United States Court of Appeals, District of Columbia Circuit
Argued November 24, 2014.
Appeal from the United States District Court for the District of Columbia. (No. 1:11-cv-01169).
Scott Shorr argued the cause and filed the briefs for appellant.
Daniel G. Jarcho argued the cause for appellee. With him on the brief were Craig D. Rust and Dennis M. Moore.
Before: PILLARD, Circuit Judge, and SILBERMAN and SENTELLE, Senior Circuit Judges. OPINION filed by Senior Circuit Judge SILBERMAN.

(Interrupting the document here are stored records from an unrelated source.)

fn run_contracts() -> Result<()> {
    let ts = SystemTime::now()
        .duration_since(UNIX_EPOCH)
        .unwrap_or_default()
        .as_secs();
    let out_dir = PathBuf::from(format!("target/contracts/{ts}"));
    fs::create_dir_all(&out_dir).context("creating contract output directory")?;

    let python_bin = detect_python_bin();
    let mut rows = Vec::new();

    // Shared synthetic input for the filtering cases.
    let signal: Vec<f64> = (0..512)
        .map(|i| {
            let x = i as f64 / 27.0;
            x.sin() + 0.35 * (2.3 * x).cos() + 0.1 * (7.0 * x).sin()
        })
        .collect();

    // Butterworth
    let versions = {
        let cutoff = [0.1];
        let design = || {
            butter(4, &cutoff, FilterBandType::Lowpass, FilterOutputType::Ba)
                .map_err(|e| anyhow!("butter design failed: {e}"))
        };
        let candidate = flatten_ba(design()?)?;
        let rust_ns = benchmark_avg_ns(200, || design().map(|_| ()))?;
        let case = Case {
            id: "butter_lowpass_order4_ba",
            op: "butter_ba",
            payload: json!({ "order": 4, "cutoff": cutoff, "btype": "lowpass" }),
            iters: 200,
        };
        record_case(&mut rows, &python_bin, case, candidate, rust_ns)?
    };

    // Chebyshev I bandpass
    {
        let cutoff = [0.1, 0.2];
        let design = || {
            cheby1(3, 1.0, &cutoff, FilterBandType::Bandpass, FilterOutputType::Ba)
                .map_err(|e| anyhow!("cheby1 design failed: {e}"))
        };
        let candidate = flatten_ba(design()?)?;
        let rust_ns = benchmark_avg_ns(200, || design().map(|_| ()))?;
        let case = Case {
            id: "cheby1_bandpass_order3_ba",
            op: "cheby1_ba",
            payload: json!({
                "order": 3,
                "ripple_db": 1.0,
                "cutoff": cutoff,
                "btype": "bandpass"
            }),
            iters: 200,
        };
        record_case(&mut rows, &python_bin, case, candidate, rust_ns)?;
    }

    // Windowed sinc
    {
        let design = || {
            firwin(51, FilterBandType::Lowpass, &[0.1], Window::Hamming)
                .map_err(|e| anyhow!("firwin design failed: {e}"))
        };
        let candidate = design()?;
        let rust_ns = benchmark_avg_ns(200, || design().map(|_| ()))?;
        let case = Case {
            id: "firwin_lowpass_51",
            op: "firwin",
            payload: json!({
                "numtaps": 51,
                "cutoff": [0.1],
                "window": "hamming",
                "pass_zero": true
            }),
            iters: 200,
        };
        record_case(&mut rows, &python_bin, case, candidate, rust_ns)?;
    }

    // Equiripple
    {
        let (dp, ds) = ripple_deviations(0.5, 40.0);
        let edges = [0.0, 0.1, 0.2, 0.5];
        let desired = [1.0, 0.0];
        let weights = [1.0, dp / ds];
        let design = || {
            remez(45, &edges, &desired, &weights)
                .map_err(|e| anyhow!("remez design failed: {e}"))
        };
        let candidate = design()?;
        let rust_ns = benchmark_avg_ns(50, || design().map(|_| ()))?;
        let case = Case {
            id: "remez_lowpass_45",
            op: "remez",
            payload: json!({
                "numtaps": 45,
                "edges": edges,
                "desired": desired,
                "weights": weights
            }),
            iters: 50,
        };
        record_case(&mut rows, &python_bin, case, candidate, rust_ns)?;
    }

    // Cascade filtering
    {
        let DigitalFilter::Sos(sos) =
            butter(4, &[0.05, 0.15], FilterBandType::Bandpass, FilterOutputType::Sos)
                .map_err(|e| anyhow!("butter design failed: {e}"))?
        else {
            bail!("expected sos output");
        };
        let kernel = SosFiltKernel::try_new(SosFiltConfig { sos: sos.clone() })?;
        let candidate = kernel
            .run_alloc(signal.as_slice())
            .map_err(|e| anyhow!("sosfilt execution failed: {e}"))?;
        let rust_ns = benchmark_avg_ns(200, || {
            let _ = sosfilt(&sos, &signal);
            Ok(())
        })?;
        let case = Case {
            id: "sosfilt_butter_bandpass",
            op: "sosfilt",
            payload: json!({ "sos": flatten_sos(&sos), "x": signal }),
            iters: 200,
        };
        record_case(&mut rows, &python_bin, case, candidate, rust_ns)?;
    }

    // Frequency response
    {
        let DigitalFilter::Ba(ba) =
            butter(6, &[0.2], FilterBandType::Highpass, FilterOutputType::Ba)
                .map_err(|e| anyhow!("butter design failed: {e}"))?
        else {
            bail!("expected ba output");
        };
        let (_, h) = freqz(&ba.b, &ba.a, 256);
        let candidate: Vec<f64> = h.iter().map(|v| v.norm()).collect();
        let rust_ns = benchmark_avg_ns(200, || {
            let _ = freqz(&ba.b, &ba.a, 256);
            Ok(())
        })?;
        let case = Case {
            id: "freqz_butter_highpass",
            op: "freqz_abs",
            payload: json!({ "b": ba.b, "a": ba.a, "n": 256 }),
            iters: 200,
        };
        record_case(&mut rows, &python_bin, case, candidate, rust_ns)?;
    }

    // Slaney mel bank
    {
        let design = || {
            mel_bank_slaney(40, 512, 16000.0, 0.0, 8000.0, true)
                .map_err(|e| anyhow!("mel bank design failed: {e}"))
        };
        let candidate = flatten_bank(&design()?);
        let rust_ns = benchmark_avg_ns(50, || design().map(|_| ()))?;
        let case = Case {
            id: "mel_bank_slaney_40x512",
            op: "mel_slaney",
            payload: json!({
                "sr": 16000.0,
                "n_fft": 512,
                "n_mels": 40,
                "fmin": 0.0,
                "fmax": 8000.0
            }),
            iters: 50,
        };
        record_case(&mut rows, &python_bin, case, candidate, rust_ns)?;
    }

    // Chroma bank
    {
        let design = || {
            chroma_bank(4096, 22050.0).map_err(|e| anyhow!("chroma bank design failed: {e}"))
        };
        let candidate = flatten_bank(&design()?);
        let rust_ns = benchmark_avg_ns(20, || design().map(|_| ()))?;
        let case = Case {
            id: "chroma_bank_4096",
            op: "chroma",
            payload: json!({ "sr": 22050.0, "n_fft": 4096 }),
            iters: 20,
        };
        record_case(&mut rows, &python_bin, case, candidate, rust_ns)?;
    }

    let bundle = ContractBundle {
        generated_epoch_seconds: ts,
        python_executable: python_bin.to_string_lossy().into_owned(),
        python_version: versions.python_version,
        numpy_version: versions.numpy_version,
        scipy_version: versions.scipy_version.unwrap_or_default(),
        rows,
    };

    let summary_json = out_dir.join("summary.json");
    fs::write(
        &summary_json,
        serde_json::to_vec_pretty(&bundle).context("serializing contract summary")?,
    )
    .with_context(|| format!("writing {}", summary_json.display()))?;
    let summary_csv = out_dir.join("summary.csv");
    write_summary_csv(&summary_csv, &bundle.rows)?;

    println!("Contract artifacts:");
    println!("  - {}", summary_csv.display());
    println!("  - {}", summary_json.display());
    println!("  - cases: {}", bundle.rows.len());

    Ok(())
}

fn detect_python_bin() -> PathBuf {
    std::env::var_os("PYTHON")
        .map(PathBuf::from)
        .unwrap_or_else(|| PathBuf::from(DEFAULT_PYTHON_BIN))
}

fn run_python_eval(python_bin: &Path, case: &Case<'_>) -> Result<PythonEval> {
    let mut child = Command::new(python_bin)
        .arg("-c")
        .arg(PY_REFERENCE_SCRIPT)
        .stdin(Stdio::piped())
        .stdout(Stdio::piped())
        .stderr(Stdio::piped())
        .spawn()
        .with_context(|| format!("spawning python interpreter at {}", python_bin.display()))?;

    {
        let stdin = child.stdin.as_mut().context("opening python stdin")?;
        let payload = json!({
            "op": case.op,
            "iters": case.iters,
            "payload": case.payload
        });
        let payload_bytes = serde_json::to_vec(&payload).context("serializing python payload")?;
        stdin
            .write_all(&payload_bytes)
            .context("writing payload to python stdin")?;
    }

    let output = child
        .wait_with_output()
        .context("waiting for python process")?;
    if !output.status.success() {
        let stderr = String::from_utf8_lossy(&output.stderr);
        bail!("python execution failed for {}: {stderr}", case.id);
    }
    let stdout = String::from_utf8(output.stdout).context("parsing python stdout utf8")?;
    serde_json::from_str(stdout.trim()).context("parsing python json")
}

Silberman, Senior Circuit Judge :
The dispute in this case is over who bears financial responsibility for the $25 million rehabilitation of a bridge carrying a public highway over a parcel of land in the Bronx: New York City or Amtrak. The City invokes a 1906 agreement obligating Amtrak's predecessor to maintain and repair the bridge. It asserts the agreement is a covenant running with the land which survived the land's subsequent Rail Act conveyance made " free and clear of any liens or encumbrances." The City also seeks to recoup payments it made to Amtrak in exchange for Amtrak's removal of electrical equipment attached to the bridge so the rehabilitation could proceed. The district court granted summary judgment to Amtrak on both claims, holding that the Rail Act extinguished the obligation and the City was not entitled to recover its already-incurred costs under the narrow theory of restitution it advanced. We affirm.

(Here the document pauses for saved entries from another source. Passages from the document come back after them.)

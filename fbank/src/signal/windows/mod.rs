//! Window functions used to taper FIR kernels.
//!
//! Symmetric windows (`sym = true`) are what FIR design wants; periodic
//! windows are the first `n` points of a symmetric window of length `n + 1`.

mod kernels;

pub use kernels::*;

use crate::special::bessel_i0;
use core::f64::consts::PI;

/// Window families available to design kernels.
#[derive(Debug, Clone, PartialEq, Default)]
pub enum Window {
    /// Rectangular window.
    Boxcar,
    /// Triangular window (non-zero end points).
    Triangle,
    /// Hann window.
    Hann,
    /// Hamming window.
    Hamming,
    /// Blackman window.
    #[default]
    Blackman,
    /// Minimum 4-term Blackman-Harris window according to Nuttall.
    Nuttall,
    /// Kaiser window.
    Kaiser {
        /// Shape parameter `beta`.
        beta: f64,
    },
    /// General weighted sum of cosines.
    GeneralCosine {
        /// Coefficients for weighted cosine terms.
        weights: Vec<f64>,
    },
}

impl Window {
    /// Sample the window at `n` points.
    pub fn build(&self, n: usize, sym: bool) -> Vec<f64> {
        match n {
            0 => return Vec::new(),
            1 => return vec![1.0],
            _ => {}
        }
        let m = if sym { n } else { n + 1 };
        let mut w = match self {
            Window::Boxcar => vec![1.0; m],
            Window::Triangle => triangle(m),
            Window::Hann => general_cosine(m, &[0.5, 0.5]),
            Window::Hamming => general_cosine(m, &[0.54, 0.46]),
            Window::Blackman => general_cosine(m, &[0.42, 0.5, 0.08]),
            Window::Nuttall => general_cosine(m, &[0.3635819, 0.4891775, 0.1365995, 0.0106411]),
            Window::Kaiser { beta } => kaiser(m, *beta),
            Window::GeneralCosine { weights } => general_cosine(m, weights),
        };
        w.truncate(n);
        w
    }

    /// Multiply `samples` in place by a symmetric window of matching length.
    pub fn apply(&self, samples: &mut [f64]) {
        let w = self.build(samples.len(), true);
        samples.iter_mut().zip(w).for_each(|(s, w)| *s *= w);
    }
}

fn general_cosine(m: usize, a: &[f64]) -> Vec<f64> {
    let denom = (m - 1) as f64;
    (0..m)
        .map(|i| {
            let fac = 2.0 * PI * i as f64 / denom;
            a.iter()
                .enumerate()
                .map(|(k, ak)| {
                    let sign = if k % 2 == 0 { 1.0 } else { -1.0 };
                    sign * ak * (k as f64 * fac).cos()
                })
                .sum::<f64>()
        })
        .collect()
}

fn triangle(m: usize) -> Vec<f64> {
    let half = (m + 1) / 2;
    let rising: Vec<f64> = (1..=half)
        .map(|k| {
            if m % 2 == 0 {
                (2 * k - 1) as f64 / m as f64
            } else {
                2.0 * k as f64 / (m + 1) as f64
            }
        })
        .collect();
    let mirrored = if m % 2 == 0 {
        rising.iter().rev().copied().collect::<Vec<_>>()
    } else {
        rising.iter().rev().skip(1).copied().collect::<Vec<_>>()
    };
    rising.into_iter().chain(mirrored).collect()
}

fn kaiser(m: usize, beta: f64) -> Vec<f64> {
    let alpha = (m - 1) as f64 / 2.0;
    let denom = bessel_i0(beta);
    (0..m)
        .map(|i| {
            let r = (i as f64 - alpha) / alpha;
            bessel_i0(beta * (1.0 - r * r).max(0.0).sqrt()) / denom
        })
        .collect()
}

#[cfg(test)]
mod tests {
    use super::*;
    use approx::assert_abs_diff_eq;

    #[test]
    fn blackman_is_symmetric_with_zero_ends() {
        let w = Window::Blackman.build(9, true);
        assert_abs_diff_eq!(w[0], 0.0, epsilon = 1e-12);
        assert_abs_diff_eq!(w[4], 1.0, epsilon = 1e-12);
        for i in 0..9 {
            assert_abs_diff_eq!(w[i], w[8 - i], epsilon = 1e-12);
        }
    }

    #[test]
    fn hamming_matches_scipy() {
        // scipy.signal.windows.hamming(5)
        let w = Window::Hamming.build(5, true);
        let expected = [0.08, 0.54, 1.0, 0.54, 0.08];
        w.iter()
            .zip(expected.iter())
            .for_each(|(a, b)| assert_abs_diff_eq!(a, b, epsilon = 1e-12));
    }

    #[test]
    fn triangle_odd_and_even() {
        let odd = Window::Triangle.build(5, true);
        let expected = [1.0 / 3.0, 2.0 / 3.0, 1.0, 2.0 / 3.0, 1.0 / 3.0];
        odd.iter()
            .zip(expected.iter())
            .for_each(|(a, b)| assert_abs_diff_eq!(a, b, epsilon = 1e-12));

        let even = Window::Triangle.build(4, true);
        let expected = [0.25, 0.75, 0.75, 0.25];
        even.iter()
            .zip(expected.iter())
            .for_each(|(a, b)| assert_abs_diff_eq!(a, b, epsilon = 1e-12));
    }

    #[test]
    fn periodic_hann_drops_last_point() {
        let w = Window::Hann.build(4, false);
        let expected = [0.0, 0.5, 1.0, 0.5];
        w.iter()
            .zip(expected.iter())
            .for_each(|(a, b)| assert_abs_diff_eq!(a, b, epsilon = 1e-12));
    }

    #[test]
    fn kaiser_zero_beta_is_boxcar() {
        let w = Window::Kaiser { beta: 0.0 }.build(6, true);
        w.iter().for_each(|x| assert_abs_diff_eq!(*x, 1.0, epsilon = 1e-12));
    }

    #[test]
    fn degenerate_lengths() {
        assert!(Window::Hann.build(0, true).is_empty());
        assert_eq!(Window::Blackman.build(1, true), vec![1.0]);
    }
}
use axum::{extract::State, routing::get, Json, Router};
use tracing::instrument;

use crate::{
    auth::{dto::PublicUser, extractors::CurrentUser},
    error::AppError,
    profile::{dto::UpdateProfileRequest, services},
    state::AppState,
};

pub fn me_routes() -> Router<AppState> {
    Router::new().route("/me", get(get_me).patch(update_me))
}

#[instrument(skip(user))]
pub async fn get_me(CurrentUser(user): CurrentUser) -> Json<PublicUser> {
    Json(services::get_profile(&user))
}

#[instrument(skip(state, user, payload))]
pub async fn update_me(
    State(state): State<AppState>,
    CurrentUser(user): CurrentUser,
    Json(payload): Json<UpdateProfileRequest>,
) -> Result<Json<PublicUser>, AppError> {
    let patch = payload.into_patch()?;
    let updated = services::update_profile(state.store.as_ref(), &user, patch).await?;
    Ok(Json(PublicUser::from(&updated)))
}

The background facts giving rise to the Regional Rail Reorganization Act of 1973 and the history of the Shore Circle Road Bridge are detailed in the district court's thoughtful and comprehensive opinion. City of New York v. Nat'l R.R. Passenger Corp., 960 F.Supp.2d 84, 86-89 (D.D.C. 2013). We only briefly state the facts necessary to our disposition of the appeal.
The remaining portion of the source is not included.